Bill Lackner, our main tour guide at Lanier Mansion — and winner of the 2012 Madison/Jefferson County Hospitality Award — offers some insights about this tour.  

Anne: What is your favorite Behind-the-Scenes part of the mansion?

Bill: Seeing the structural components of the house. A great example of this is found in the floor joists. The dimensions of the wood are many times larger and closer together than modern specifications demand. The remnants of bell signaling system. The modern HVAC and electrical systems are hidden from view and do not take away from the authentic appearance of the rooms. Also, be sure to take a closer look at the thick brick walls separating the rooms. Their thickness was determined more by financial ability than structural needs.
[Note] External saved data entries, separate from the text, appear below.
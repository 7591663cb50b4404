//! Prompt definitions keyed by name.

use crate::error::PromptError;
use crate::provider::ProviderOverrides;
use crate::validation::ValidationRules;
use serde::{Deserialize, Serialize};
use std::collections::BTreeMap;
use std::path::Path;

/// One named prompt.
#[derive(Debug, Clone, PartialEq, Serialize, Deserialize)]
pub struct PromptDefinition {
    #[serde(default)]
    pub description: Option<String>,
    /// Instruction appended after the formatted input data.
    pub prompt: String,
    #[serde(default)]
    pub config: ProviderOverrides,
    #[serde(default)]
    pub validation: ValidationRules,
    /// `json` when the prompt asks for a JSON object back.
    #[serde(default)]
    pub response_format: Option<String>,
}

/// All prompts, as read from the catalogue file.
#[derive(Debug, Clone, Default, PartialEq, Serialize, Deserialize)]
#[serde(transparent)]
pub struct PromptCatalog {
    prompts: BTreeMap<String, PromptDefinition>,
}

impl PromptCatalog {
    pub fn from_json(json: &str) -> Result<Self, PromptError> {
        serde_json::from_str(json)
            .map_err(|e| PromptError::Catalog(format!("Invalid prompt catalogue: {}", e)))
    }

    pub fn load(path: impl AsRef<Path>) -> Result<Self, PromptError> {
        let path = path.as_ref();
        let json = std::fs::read_to_string(path).map_err(|e| {
            PromptError::Catalog(format!("Cannot read {}: {}", path.display(), e))
        })?;
        Self::from_json(&json)
    }

    pub fn get(&self, name: &str) -> Option<&PromptDefinition> {
        self.prompts.get(name)
    }

    pub fn names(&self) -> impl Iterator<Item = &str> {
        self.prompts.keys().map(String::as_str)
    }

    pub fn iter(&self) -> impl Iterator<Item = (&str, &PromptDefinition)> {
        self.prompts.iter().map(|(name, def)| (name.as_str(), def))
    }

    pub fn insert(&mut self, name: impl Into<String>, definition: PromptDefinition) {
        self.prompts.insert(name.into(), definition);
    }

    pub fn len(&self) -> usize {
        self.prompts.len()
    }

    pub fn is_empty(&self) -> bool {
        self.prompts.is_empty()
    }
}
//! Client configuration loaded from `VIAD_API_*` environment variables.

use crate::auth::{Credentials, TokenSettings};
use anyhow::{Context, Result};
use secrecy::{ExposeSecret, SecretString};
use serde::{Deserialize, Deserializer};
use std::fmt;
use std::time::Duration;

/// ViaDialog client configuration.
#[derive(Clone, Deserialize)]
pub struct ViaDialogConfig {
    pub username: String,

    #[serde(deserialize_with = "deserialize_secret")]
    pub password: SecretString,

    pub company: String,

    pub grant_type: String,

    pub slug: String,

    /// API root
    #[serde(default = "default_base_url")]
    pub base_url: String,

    /// Company attached to lines added to a service
    #[serde(default = "default_company_id")]
    pub company_id: i64,

    /// Total request timeout
    #[serde(default = "default_timeout", with = "humantime_serde")]
    pub timeout: Duration,

    #[serde(default = "default_connect_timeout", with = "humantime_serde")]
    pub connect_timeout: Duration,

    /// Token lifetime when the token endpoint declares none
    #[serde(default = "default_token_lifetime", with = "humantime_serde")]
    pub token_lifetime: Duration,

    /// Renew tokens this long before expiry
    #[serde(default = "default_token_safety_margin", with = "humantime_serde")]
    pub token_safety_margin: Duration,

    /// Timeout of the credential exchange, independent of the triggering call
    #[serde(default = "default_refresh_timeout", with = "humantime_serde")]
    pub refresh_timeout: Duration,
}

fn default_base_url() -> String {
    "https://viaflow-dashboard.viadialog.com".into()
}

fn default_company_id() -> i64 {
    10000085
}

fn default_timeout() -> Duration {
    Duration::from_secs(60)
}

fn default_connect_timeout() -> Duration {
    Duration::from_secs(10)
}

fn default_token_lifetime() -> Duration {
    Duration::from_secs(60 * 60)
}

fn default_token_safety_margin() -> Duration {
    Duration::from_secs(30)
}

fn default_refresh_timeout() -> Duration {
    Duration::from_secs(30)
}

fn deserialize_secret<'de, D: Deserializer<'de>>(deserializer: D) -> Result<SecretString, D::Error> {
    String::deserialize(deserializer).map(SecretString::new)
}

impl ViaDialogConfig {
    /// Minimal configuration with defaults for everything but credentials.
    pub fn new(
        username: impl Into<String>,
        password: impl Into<String>,
        company: impl Into<String>,
        grant_type: impl Into<String>,
        slug: impl Into<String>,
    ) -> Self {
        Self {
            username: username.into(),
            password: SecretString::new(password.into()),
            company: company.into(),
            grant_type: grant_type.into(),
            slug: slug.into(),
            base_url: default_base_url(),
            company_id: default_company_id(),
            timeout: default_timeout(),
            connect_timeout: default_connect_timeout(),
            token_lifetime: default_token_lifetime(),
            token_safety_margin: default_token_safety_margin(),
            refresh_timeout: default_refresh_timeout(),
        }
    }

    /// Override the API root.
    pub fn with_base_url(mut self, base_url: impl Into<String>) -> Self {
        self.base_url = base_url.into();
        self
    }

    /// Load configuration from environment variables.
    pub fn load() -> Result<Self> {
        // Load .env file if present
        dotenvy::dotenv().ok();

        let config = config::Config::builder()
            .add_source(config::Environment::with_prefix("VIAD_API").try_parsing(false))
            .build()
            .context("Failed to build ViaDialog configuration")?;

        config
            .try_deserialize()
            .context("Failed to deserialize ViaDialog configuration")
    }

    pub fn credentials(&self) -> Credentials {
        Credentials::new(
            self.username.clone(),
            self.password.expose_secret().clone(),
            self.company.clone(),
            self.grant_type.clone(),
            self.slug.clone(),
        )
    }

    pub fn token_settings(&self) -> TokenSettings {
        TokenSettings {
            default_lifetime: self.token_lifetime,
            safety_margin: self.token_safety_margin,
            refresh_timeout: self.refresh_timeout,
        }
    }
}

impl fmt::Debug for ViaDialogConfig {
    fn fmt(&self, f: &mut fmt::Formatter<'_>) -> fmt::Result {
        f.debug_struct("ViaDialogConfig")
            .field("username", &self.username)
            .field("password", &"[REDACTED]")
            .field("company", &self.company)
            .field("grant_type", &self.grant_type)
            .field("slug", &self.slug)
            .field("base_url", &self.base_url)
            .field("company_id", &self.company_id)
            .field("timeout", &self.timeout)
            .field("connect_timeout", &self.connect_timeout)
            .field("token_lifetime", &self.token_lifetime)
            .field("token_safety_margin", &self.token_safety_margin)
            .field("refresh_timeout", &self.refresh_timeout)
            .finish()
    }
}
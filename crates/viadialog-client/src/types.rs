//! Request and response types for the ViaDialog API.

use crate::entity::Service;
use crate::mapper::{RawRecord, ServiceMapper};
use serde::Deserialize;
use std::collections::BTreeMap;
use urlencoding::encode;

/// Flat query criteria.
///
/// Keys are serialized in sorted order; repeated values for one key keep
/// insertion order (`filter=a&filter=b`).
#[derive(Debug, Clone, Default, PartialEq, Eq)]
pub struct Criteria {
    params: BTreeMap<String, Vec<String>>,
}

impl Criteria {
    pub fn new() -> Self {
        Self::default()
    }

    /// `size` and `page` paging criteria.
    pub fn paged(size: u32, page: u32) -> Self {
        Self::new().with("size", size).with("page", page)
    }

    /// Ask the provider for the whole collection.
    pub fn unpaged() -> Self {
        Self::new().with("unpaged", true)
    }

    /// Set `key`, replacing any previous values.
    pub fn with(mut self, key: impl Into<String>, value: impl ToString) -> Self {
        self.params.insert(key.into(), vec![value.to_string()]);
        self
    }

    /// Add one more value for `key`.
    pub fn append(mut self, key: impl Into<String>, value: impl ToString) -> Self {
        self.params
            .entry(key.into())
            .or_default()
            .push(value.to_string());
        self
    }

    /// Add a provider filter expression, e.g. `eq,enable,true`.
    pub fn filter(self, expression: impl ToString) -> Self {
        self.append("filter", expression)
    }

    pub fn is_empty(&self) -> bool {
        self.params.is_empty()
    }

    /// Key/value pairs in serialization order.
    pub fn pairs(&self) -> impl Iterator<Item = (&str, &str)> {
        self.params.iter().flat_map(|(key, values)| {
            values
                .iter()
                .map(move |value| (key.as_str(), value.as_str()))
        })
    }

    /// URL-encoded query string, without the leading `?`.
    pub fn to_query_string(&self) -> String {
        self.pairs()
            .map(|(key, value)| format!("{}={}", encode(key), encode(value)))
            .collect::<Vec<_>>()
            .join("&")
    }
}

/// Body of a service update: either an entity or a raw record.
#[derive(Debug, Clone)]
pub enum ServicePayload {
    Entity(Service),
    Raw(RawRecord),
}

impl ServicePayload {
    /// Raw form sent to the API.
    pub fn into_raw(self) -> RawRecord {
        match self {
            ServicePayload::Entity(service) => ServiceMapper.map_to_array(&service),
            ServicePayload::Raw(raw) => raw,
        }
    }
}

impl From<Service> for ServicePayload {
    fn from(service: Service) -> Self {
        ServicePayload::Entity(service)
    }
}

impl From<&Service> for ServicePayload {
    fn from(service: &Service) -> Self {
        ServicePayload::Entity(service.clone())
    }
}

impl From<RawRecord> for ServicePayload {
    fn from(raw: RawRecord) -> Self {
        ServicePayload::Raw(raw)
    }
}

/// Token endpoint response.
#[derive(Debug, Clone, Deserialize)]
pub(crate) struct TokenResponse {
    pub access_token: Option<String>,
    /// Declared lifetime in seconds.
    pub expires_in: Option<i64>,
}

/// What happened to one webhook when attaching a service.
#[derive(Debug, Clone, PartialEq, Eq)]
pub enum AttachmentOutcome {
    /// The service was added and the webhook updated.
    Added,
    /// The webhook already listed the service; nothing was sent.
    AlreadyPresent,
    /// No webhook with that id exists.
    NotFound,
}

/// Per-webhook result of [`crate::ViaDialogClient::add_service_to_webhooks`].
#[derive(Debug, Clone, PartialEq, Eq)]
pub struct WebhookAttachment {
    pub webhook_id: i64,
    pub webhook_label: Option<String>,
    pub outcome: AttachmentOutcome,
}

impl WebhookAttachment {
    pub fn is_success(&self) -> bool {
        self.outcome != AttachmentOutcome::NotFound
    }
}

/// Result of [`crate::ViaDialogClient::add_lines_to_service`].
#[derive(Debug, Clone, PartialEq)]
pub struct LineAddition {
    /// Numbers appended to the service, in request order.
    pub added: Vec<String>,
    /// Requested numbers the service already carried; not sent again.
    pub already_present: Vec<String>,
    /// Line entries on the service before the update.
    pub lines_before: usize,
    /// Updated service as returned by the API. `None` when nothing was sent.
    pub service: Option<RawRecord>,
}

impl LineAddition {
    pub fn is_success(&self) -> bool {
        !self.added.is_empty()
    }
}

/// Result of [`crate::ViaDialogClient::remove_lines_from_service`].
#[derive(Debug, Clone, PartialEq, Eq)]
pub struct LineRemoval {
    pub lines_before: usize,
    pub removed: usize,
    /// Updates sent; a service without lines still costs one to disable it.
    pub batches: usize,
}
Anne: Why have the Behind-the-Scenes Tours been so popular?

Bill: People often wonder, “what is behind that door?” Now you can finally find out! People also like to have the inside story and be let in on some secrets.

Anne: How long has Lanier Mansion been offering these tours?
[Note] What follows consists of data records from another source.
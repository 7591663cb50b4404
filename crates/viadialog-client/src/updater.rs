//! Bulk modification of services.
//!
//! Each service is fetched, patched in place and written back. A failing
//! service is recorded and the batch carries on.

use crate::client::ViaDialogClient;
use crate::error::Error;
use crate::mapper::RawRecord;
use serde_json::{Map, Value};
use std::collections::HashMap;
use std::fmt::Write as _;
use std::time::Duration;
use tracing::{error, info, instrument};

/// Top-level service fields a modification may set.
const STANDARD_FIELDS: [&str; 6] = ["maxUser", "name", "label", "status", "product", "maxLine"];
/// Standard fields sent as integers.
const INTEGER_FIELDS: [&str; 2] = ["maxUser", "maxLine"];
/// Only services of this product carry per-line scripts.
const SCRIPTED_PRODUCT: &str = "VIACONTACT";

const SUCCESS_MESSAGE: &str = "Service updated successfully";
const NOT_FOUND_MESSAGE: &str = "Service not found";
const TIMEOUT_MESSAGE: &str = "Timeout: the request took too long. Check the connection or try again.";

/// Parse a comma separated list of service ids, keeping positive integers.
pub fn parse_service_ids(input: &str) -> Vec<i64> {
    input
        .split(',')
        .filter_map(|id| id.trim().parse::<i64>().ok())
        .filter(|id| *id > 0)
        .collect()
}

/// Script fields copied onto every line of a scripted service.
#[derive(Debug, Clone, Default, PartialEq)]
pub struct ScriptPatch {
    pub script_id: Option<Value>,
    pub script_version: Option<Value>,
}

impl ScriptPatch {
    pub fn is_empty(&self) -> bool {
        self.script_id.is_none() && self.script_version.is_none()
    }

    fn apply(&self, service: &mut RawRecord) {
        let Some(Value::Array(lines)) = service.get_mut("sdaLists") else {
            return;
        };
        for line in lines.iter_mut().filter_map(Value::as_object_mut) {
            if let Some(id) = &self.script_id {
                line.insert("scriptId".into(), id.clone());
            }
            if let Some(version) = &self.script_version {
                line.insert("scriptVersion".into(), version.clone());
            }
        }
    }
}

/// Changes applied to every service of a batch.
#[derive(Debug, Clone, Default, PartialEq)]
pub struct ServiceModifications {
    fields: Map<String, Value>,
    script: Option<ScriptPatch>,
}

impl ServiceModifications {
    pub fn new() -> Self {
        Self::default()
    }

    /// Build modifications from submitted form values.
    ///
    /// Empty values are ignored. `maxUser` and `maxLine` must be integers;
    /// anything else is dropped. Numeric script values are sent as numbers.
    pub fn from_form(form: &HashMap<String, String>) -> Self {
        let mut modifications = Self::new();

        for field in STANDARD_FIELDS {
            let Some(value) = form.get(field).map(|v| v.trim()).filter(|v| !v.is_empty()) else {
                continue;
            };
            if INTEGER_FIELDS.contains(&field) {
                if let Ok(number) = value.parse::<i64>() {
                    modifications = modifications.set(field, number);
                }
            } else {
                modifications = modifications.set(field, value);
            }
        }

        let script = ScriptPatch {
            script_id: form.get("scriptId").and_then(|v| form_scalar(v)),
            script_version: form.get("scriptVersion").and_then(|v| form_scalar(v)),
        };
        if !script.is_empty() {
            modifications.script = Some(script);
        }

        modifications
    }

    /// Set a top-level field.
    pub fn set(mut self, field: impl Into<String>, value: impl Into<Value>) -> Self {
        self.fields.insert(field.into(), value.into());
        self
    }

    pub fn with_script(mut self, script: ScriptPatch) -> Self {
        self.script = Some(script);
        self
    }

    pub fn fields(&self) -> &Map<String, Value> {
        &self.fields
    }

    pub fn script(&self) -> Option<&ScriptPatch> {
        self.script.as_ref()
    }

    pub fn is_empty(&self) -> bool {
        self.fields.is_empty() && self.script.is_none()
    }

    fn apply(&self, service: &mut RawRecord) {
        for (field, value) in &self.fields {
            service.insert(field.clone(), value.clone());
        }

        if let Some(script) = &self.script {
            let scripted = service.get("product").and_then(Value::as_str) == Some(SCRIPTED_PRODUCT);
            if scripted {
                script.apply(service);
            }
        }
    }
}

fn form_scalar(value: &str) -> Option<Value> {
    let value = value.trim();
    if value.is_empty() {
        return None;
    }
    Some(match value.parse::<i64>() {
        Ok(number) => Value::from(number),
        Err(_) => Value::from(value),
    })
}

/// Result of updating one service.
#[derive(Debug, Clone, PartialEq)]
pub struct UpdateOutcome {
    pub service_id: i64,
    pub result: Result<String, String>,
}

impl UpdateOutcome {
    pub fn is_success(&self) -> bool {
        self.result.is_ok()
    }
}

/// Outcomes of a batch, in the order the ids were given.
#[derive(Debug, Clone, Default, PartialEq)]
pub struct UpdateReport {
    pub outcomes: Vec<UpdateOutcome>,
}

impl UpdateReport {
    pub fn success_count(&self) -> usize {
        self.outcomes.iter().filter(|o| o.is_success()).count()
    }

    pub fn failure_count(&self) -> usize {
        self.outcomes.len() - self.success_count()
    }

    /// Plain text report with one line per service and a summary.
    pub fn render(&self) -> String {
        let mut report = String::from("=== Service update report ===\n\n");

        for outcome in &self.outcomes {
            let _ = match &outcome.result {
                Ok(message) => writeln!(report, "✓ Service {}: {}", outcome.service_id, message),
                Err(message) => writeln!(report, "✗ Service {}: {}", outcome.service_id, message),
            };
        }

        let _ = write!(
            report,
            "\n=== Summary ===\nTotal: {}\nSuccess: {}\nFailures: {}\n",
            self.outcomes.len(),
            self.success_count(),
            self.failure_count()
        );
        report
    }
}

/// Applies one set of modifications to many services.
pub struct ServiceUpdater {
    client: ViaDialogClient,
    pause: Duration,
}

impl ServiceUpdater {
    pub fn new(client: ViaDialogClient) -> Self {
        Self {
            client,
            pause: Duration::from_millis(100),
        }
    }

    /// Delay between two services.
    pub fn with_pause(mut self, pause: Duration) -> Self {
        self.pause = pause;
        self
    }

    #[instrument(skip(self, modifications))]
    pub async fn apply(&self, service_ids: &[i64], modifications: &ServiceModifications) -> UpdateReport {
        let mut report = UpdateReport::default();

        for (index, &service_id) in service_ids.iter().enumerate() {
            if index > 0 && !self.pause.is_zero() {
                tokio::time::sleep(self.pause).await;
            }

            let result = match self.update_one(service_id, modifications).await {
                Ok(true) => {
                    info!(service_id, "Service modifications applied");
                    Ok(SUCCESS_MESSAGE.to_string())
                }
                Ok(false) => Err(NOT_FOUND_MESSAGE.to_string()),
                Err(e) => {
                    error!(service_id, "Service update failed: {}", e);
                    Err(failure_message(&e))
                }
            };
            report.outcomes.push(UpdateOutcome { service_id, result });
        }

        report
    }

    /// Returns `Ok(false)` when the service has no details.
    async fn update_one(
        &self,
        service_id: i64,
        modifications: &ServiceModifications,
    ) -> Result<bool, Error> {
        let mut service = self.client.get_service_details(service_id).await?;
        if service.is_empty() {
            return Ok(false);
        }

        modifications.apply(&mut service);
        self.client.update_service_raw(service_id, &service).await?;
        Ok(true)
    }
}

fn failure_message(err: &Error) -> String {
    let timed_out = err.as_api().is_some_and(|api| api.is_timeout())
        || err.to_string().to_lowercase().contains("timeout");
    if timed_out {
        TIMEOUT_MESSAGE.to_string()
    } else {
        err.to_string()
    }
}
Bill: They began last year.

A brighter corner of the Lanier basement.

A brighter corner of the Lanier basement.

Anne: What is the #1 thing you think people ought to know about the mansion?
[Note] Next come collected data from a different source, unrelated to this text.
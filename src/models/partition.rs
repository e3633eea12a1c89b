//! Partition (solution) model.
//!
//! A partition is the complete assignment of events to stages. Stage order
//! is creation order. The model can check itself against the input it was
//! built from and report violations, which is how tests assert that a
//! partitioner neither loses nor duplicates events and never double-books
//! a stage.

use serde::{Deserialize, Serialize};
use std::collections::HashMap;

use super::{BoundaryPolicy, Event, Stage};

/// An ordered sequence of stages covering every input event exactly once.
#[derive(Debug, Clone, Default, PartialEq, Eq, Serialize, Deserialize)]
pub struct Partition {
    /// Stages in creation order.
    pub stages: Vec<Stage>,
}

/// A broken partition invariant.
#[derive(Debug, Clone, PartialEq, Eq, Serialize, Deserialize)]
pub struct Violation {
    /// Type of violation.
    pub violation_type: ViolationType,
    /// Stage index the violation was found on, if any.
    pub stage: Option<usize>,
    /// Human-readable description.
    pub message: String,
}

/// Classification of partition violations.
#[derive(Debug, Clone, PartialEq, Eq, Serialize, Deserialize)]
pub enum ViolationType {
    /// Two events on the same stage overlap.
    Overlap,
    /// An input event is absent from every stage.
    MissingEvent,
    /// An event appears more often than in the input.
    DuplicateEvent,
    /// A stage was created without any event.
    EmptyStage,
}

impl Violation {
    fn overlap(stage: usize, a: &Event, b: &Event) -> Self {
        Self {
            violation_type: ViolationType::Overlap,
            stage: Some(stage),
            message: format!("'{a}' overlaps '{b}'"),
        }
    }

    fn missing(event: &Event) -> Self {
        Self {
            violation_type: ViolationType::MissingEvent,
            stage: None,
            message: format!("'{event}' is not assigned to any stage"),
        }
    }

    fn duplicate(event: &Event) -> Self {
        Self {
            violation_type: ViolationType::DuplicateEvent,
            stage: None,
            message: format!("'{event}' is assigned more often than it appears in the input"),
        }
    }

    fn empty_stage(stage: usize) -> Self {
        Self {
            violation_type: ViolationType::EmptyStage,
            stage: Some(stage),
            message: format!("stage {} hosts no events", stage + 1),
        }
    }
}

impl Partition {
    /// Creates an empty partition (zero stages).
    pub fn new() -> Self {
        Self::default()
    }

    /// Opens a new stage holding `event` and returns its index.
    pub fn open_stage(&mut self, event: Event) -> usize {
        let index = self.stages.len();
        self.stages.push(Stage::with_event(index, event));
        index
    }

    /// Appends `event` to the stage at `index`.
    ///
    /// # Panics
    /// If `index` does not name an existing stage.
    pub fn assign(&mut self, index: usize, event: Event) {
        self.stages[index].push(event);
    }

    /// Number of stages.
    pub fn stage_count(&self) -> usize {
        self.stages.len()
    }

    /// Total number of assigned events.
    pub fn event_count(&self) -> usize {
        self.stages.iter().map(Stage::len).sum()
    }

    /// Whether there are no stages.
    pub fn is_empty(&self) -> bool {
        self.stages.is_empty()
    }

    /// Stages in creation order.
    pub fn stages(&self) -> &[Stage] {
        &self.stages
    }

    /// Stage at the given creation index.
    pub fn stage(&self, index: usize) -> Option<&Stage> {
        self.stages.get(index)
    }

    /// Index of the first stage hosting an event with this label.
    pub fn stage_of(&self, label: &str) -> Option<usize> {
        self.stages
            .iter()
            .find(|s| s.iter().any(|e| e.label == label))
            .map(|s| s.index)
    }

    /// Iterates over every assigned event, stage by stage.
    pub fn events(&self) -> impl Iterator<Item = &Event> {
        self.stages.iter().flat_map(|s| s.iter())
    }

    /// Latest end across all stages (0 if empty).
    pub fn makespan(&self) -> i64 {
        self.events().map(|e| e.end).max().unwrap_or(0)
    }

    /// Checks the partition against the `input` it was computed from.
    ///
    /// Reports every pair of overlapping events on a stage, one violation per
    /// dropped copy of an input event, and one per extra copy of an event
    /// assigned more times than it occurs in the input. Events compare by
    /// label, start and end.
    pub fn violations(&self, input: &[Event], policy: BoundaryPolicy) -> Vec<Violation> {
        let mut violations = Vec::new();

        for stage in &self.stages {
            if stage.is_empty() {
                violations.push(Violation::empty_stage(stage.index));
            }
            for (i, a) in stage.events.iter().enumerate() {
                for b in &stage.events[i + 1..] {
                    if a.overlaps(b, policy) {
                        violations.push(Violation::overlap(stage.index, a, b));
                    }
                }
            }
        }

        // Multiset difference between input and assigned events.
        let mut balance: HashMap<&Event, i64> = HashMap::new();
        for event in input {
            *balance.entry(event).or_insert(0) += 1;
        }
        for event in self.events() {
            *balance.entry(event).or_insert(0) -= 1;
        }

        let mut missing: Vec<(&Event, i64)> = balance.into_iter().filter(|(_, n)| *n != 0).collect();
        missing.sort_by(|a, b| {
            crate::partitioning::compare_events(a.0, b.0).then_with(|| a.0.label.cmp(&b.0.label))
        });
        for (event, n) in missing {
            for _ in 0..n.unsigned_abs() {
                if n > 0 {
                    violations.push(Violation::missing(event));
                } else {
                    violations.push(Violation::duplicate(event));
                }
            }
        }

        violations
    }

    /// Whether the partition is a valid solution for `input`.
    pub fn is_valid_for(&self, input: &[Event], policy: BoundaryPolicy) -> bool {
        self.violations(input, policy).is_empty()
    }

    /// Stage sizes in creation order.
    pub fn stage_sizes(&self) -> Vec<usize> {
        self.stages.iter().map(Stage::len).collect()
    }
}

impl std::fmt::Display for Partition {
    /// One line per stage: `Stage 1 : A :(1 - 3) --> C :(4 - 6) -->  END`.
    fn fmt(&self, f: &mut std::fmt::Formatter<'_>) -> std::fmt::Result {
        for stage in &self.stages {
            writeln!(f, "{stage}")?;
        }
        Ok(())
    }
}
Bill: I actually have two things! First, it’s a showpiece. The building was meant to be dazzling in its day, and it still is today. It showed the wealth of the owner and demonstrated the ability of the architect and builder, Francis Costigan from Baltimore. This was Costigan’s first big job. After Lanier Mansion, Costigan went on to bigger jobs, and eventually moved to Indianapolis.

Second, its quality. In 1844, Madison was considered the Far West, and people often had to make do with available materials and workers. Lanier’s building materials, strength, beauty and craftsmanship is the same scale of quality you might find in more established Eastern cities such as Baltimore. For its time, it may have been the most significant home west of the Allegheny Mountains.

Anne: What should people know if they are interested in going on this tour? 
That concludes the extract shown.